Both parties suck - equally.

-3

u/Krow101 3d ago

The group that doesn't vote is unaffiliated. Whatever.

3

u/sillychillly OC: 1 3d ago

Very untrue

0

u/eric5014 3d ago

In Australia, we don't have this sort of party affiliation. Every adult citizen goes on the electoral roll, which has nothing to do with parties. Not many people are actually party members - I think it's under 1%.

-1

u/cmb15300 3d ago

This isn't surprising in the least, given that my only political affiliation at this point is Donald Trump's a piece of garbage

-3

u/sillychillly OC: 1 3d ago edited 3d ago

Looking at 3 swing states (FL, NV, NC), we can see that Americans are registering more as Unaffiliated than either major party. This is especially true for young americans who overwhelmingly register as Unaffiliated.

This shows what most of us know, there is a growing disillusionment with both major parties. It's not that people are moving from the Democrats to the Republicans, it's that people are disavowing both parties and registering as Unaffiliated.

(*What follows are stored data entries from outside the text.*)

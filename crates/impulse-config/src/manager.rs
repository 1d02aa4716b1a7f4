use std::{
    fs, io,
    path::{Path, PathBuf},
};

use crate::{Config, ConfigError};

const CONFIG_DIR: &str = "config";
const CONFIG_FILE: &str = "config.json";

/// Reads and writes the preferences file.
#[derive(Debug, Clone)]
pub struct ConfigManager {
    config_path: PathBuf,
}

impl ConfigManager {
    pub fn new(config_path: PathBuf) -> Self {
        Self { config_path }
    }

    /// Manager for `<base>/config/config.json`, creating the directory.
    pub fn with_base_dir(base: PathBuf) -> Result<Self, ConfigError> {
        let dir = base.join(CONFIG_DIR);
        fs::create_dir_all(&dir)?;
        Ok(Self::new(dir.join(CONFIG_FILE)))
    }

    pub fn config_path(&self) -> &Path {
        &self.config_path
    }

    /// Stored preferences; a missing file yields the defaults.
    pub fn load(&self) -> Result<Config, ConfigError> {
        match fs::read_to_string(&self.config_path) {
            Ok(data) => {
                serde_json::from_str(&data).map_err(|err| ConfigError::Serde(err.to_string()))
            }
            Err(err) if err.kind() == io::ErrorKind::NotFound => Ok(Config::default()),
            Err(err) => Err(err.into()),
        }
    }

    /// Writes `config` next to the target and renames it over the old file.
    pub fn save(&self, config: &Config) -> Result<(), ConfigError> {
        let json = serde_json::to_string_pretty(config)
            .map_err(|err| ConfigError::Serde(err.to_string()))?;
        if let Some(parent) = self.config_path.parent() {
            fs::create_dir_all(parent)?;
        }
        let staging = self.config_path.with_extension("json.tmp");
        fs::write(&staging, json)?;
        fs::rename(&staging, &self.config_path)?;
        Ok(())
    }

    /// Applies one `key = value` change to the stored preferences and
    /// returns the updated set. Nothing is written when the value is rejected.
    pub fn set(&self, key: &str, value: &str) -> Result<Config, ConfigError> {
        let mut config = self.load()?;
        config.apply(key, value)?;
        self.save(&config)?;
        Ok(config)
    }
}
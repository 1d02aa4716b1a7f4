//! Recorded purchases and the candidate values they are built from.

use chrono::{DateTime, Utc};
use serde::{Deserialize, Serialize};
use uuid::Uuid;

use crate::{
    category::Category,
    common::*,
    cooldown::CooldownTimer,
};

/// Unvalidated purchase input as collected from a form or command line.
#[derive(Debug, Clone, PartialEq, Eq)]
pub struct PurchaseDraft {
    pub amount: u64,
    pub mood: u8,
    pub fatigue: u8,
    pub category: Option<Category>,
}

impl PurchaseDraft {
    /// Checks every field and produces a candidate that is safe to persist.
    pub fn validate(&self) -> Result<PurchaseCandidate, ValueError> {
        let category = self.category.ok_or(ValueError::MissingCategory)?;
        if !AMOUNT_BOUNDS.contains(self.amount) {
            return Err(ValueError::AmountOutOfRange(self.amount));
        }
        Ok(PurchaseCandidate {
            amount: self.amount,
            mood: Mood::new(self.mood)?,
            fatigue: Fatigue::new(self.fatigue)?,
            category,
        })
    }
}

/// A validated purchase awaiting the record-or-defer decision.
#[derive(Debug, Clone, Copy, PartialEq, Eq)]
pub struct PurchaseCandidate {
    pub amount: u64,
    pub mood: Mood,
    pub fatigue: Fatigue,
    pub category: Category,
}

/// A recorded (or avoided) purchase.
#[derive(Debug, Clone, PartialEq, Eq, Serialize, Deserialize)]
#[serde(rename_all = "camelCase")]
pub struct Expense {
    pub id: Uuid,
    pub amount: u64,
    pub mood: Mood,
    pub fatigue: Fatigue,
    pub category: Category,
    #[serde(with = "chrono::serde::ts_milliseconds")]
    pub timestamp: DateTime<Utc>,
    #[serde(default, skip_serializing_if = "Option::is_none")]
    pub avoided: Option<bool>,
}

impl Expense {
    /// Builds an expense recorded directly, without a cooldown.
    pub fn record(candidate: &PurchaseCandidate, timestamp: DateTime<Utc>) -> Self {
        Self {
            id: Uuid::new_v4(),
            amount: candidate.amount,
            mood: candidate.mood,
            fatigue: candidate.fatigue,
            category: candidate.category,
            timestamp,
            avoided: None,
        }
    }

    /// Builds the expense produced when a cooldown is resolved.
    pub fn from_cooldown(timer: &CooldownTimer, avoided: bool, timestamp: DateTime<Utc>) -> Self {
        Self {
            avoided: Some(avoided),
            ..Self::record(&timer.candidate(), timestamp)
        }
    }

    pub fn is_avoided(&self) -> bool {
        self.avoided == Some(true)
    }
}
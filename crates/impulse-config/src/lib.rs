//! impulse-config
//!
//! Persistent CLI preferences (display and data location).
//! Owns the Config data structure plus disk persistence helpers. Budget and
//! cooldown settings live in the store, not here.

pub mod error;
pub mod manager;
pub mod model;

pub use error::ConfigError;
pub use manager::ConfigManager;
pub use model::Config;
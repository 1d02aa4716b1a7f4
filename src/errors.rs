use std::io;

use impulse_config::ConfigError;
use impulse_core::CoreError;
use rustyline::error::ReadlineError;
use thiserror::Error;

/// User-facing CLI error wrapper.
#[derive(Error, Debug)]
pub enum CliError {
    #[error(transparent)]
    Core(#[from] CoreError),
    #[error("Configuration error: {0}")]
    Config(#[from] ConfigError),
    #[error("I/O error: {0}")]
    Io(#[from] io::Error),
    #[error("Line editor error: {0}")]
    Readline(#[from] ReadlineError),
    #[error("Command failed: {0}")]
    Command(String),
}
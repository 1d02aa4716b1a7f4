use impulse_core::HomeSummary;

use crate::cli::commands::CommandDefinition;
use crate::cli::core::{CommandResult, ShellContext};
use crate::cli::format;
use crate::cli::io;
use crate::cli::output::section as output_section;

pub(crate) fn definitions() -> Vec<CommandDefinition> {
    vec![CommandDefinition::new(
        "home",
        "Show this month's spending and any running cooldown",
        "home",
        cmd_home,
    )]
}

fn cmd_home(context: &mut ShellContext, _args: &[&str]) -> CommandResult {
    let summary = context.tracker.home();
    render(context, &summary);
    Ok(())
}

fn render(context: &ShellContext, summary: &HomeSummary) {
    let budget = &summary.budget;
    output_section("This month");
    io::print_info(format!(
        "  Spent        : {} of {}",
        context.amount(budget.spent),
        context.amount(budget.monthly_budget)
    ));
    io::print_info(format!(
        "  Remaining    : {}",
        context.signed_amount(budget.remaining)
    ));
    if let Some(percent) = budget.percent_used {
        io::print_info(format!(
            "  Used         : {:.0}% {}",
            percent,
            format::bar(percent.round() as usize, 100)
        ));
    }
    io::print_info(format!("  Avoided      : {}", summary.avoided_count));

    if budget.is_over_budget() {
        io::print_warning("You are over this month's budget.");
    }

    match &summary.active_cooldown {
        Some(timer) => {
            let remaining = context.tracker.cooldowns().remaining(timer);
            io::print_warning(format!(
                "Cooldown running for {} ({}): {} left.",
                context.amount(timer.amount),
                timer.category,
                format::remaining(remaining)
            ));
            io::print_hint("Use `cooldown` to see it.");
        }
        None => {
            let waiting = context.tracker.unresolved_cooldowns().len();
            if waiting > 0 {
                io::print_hint(format!(
                    "{} finished cooldown(s) await a decision. Use `cooldown list`.",
                    waiting
                ));
            }
        }
    }
}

I hope you all can see, like myself, that the most recent NYT voter registration article missed a major portion of the voter registration analysis and is about as close to journalistic or data analytic malpractice as one could get. It almost seems intentional.

tool used: Tableau

data sources:

-3

u/ferretface99 3d ago

It’s going to be illegal to vote democratic soon. Oh, you need to have your birth certificate in order to vote… but I see you’re a republican so we’ll let it slide this once (wink wink). Oh this next one is a democrat? Go back home and get your birth certificate. I’ve got my eye on you.

-4

u/homeboi808 3d ago

I assume it’s mostly Democrats that don’t want their Republican parents to see they chose Democrat.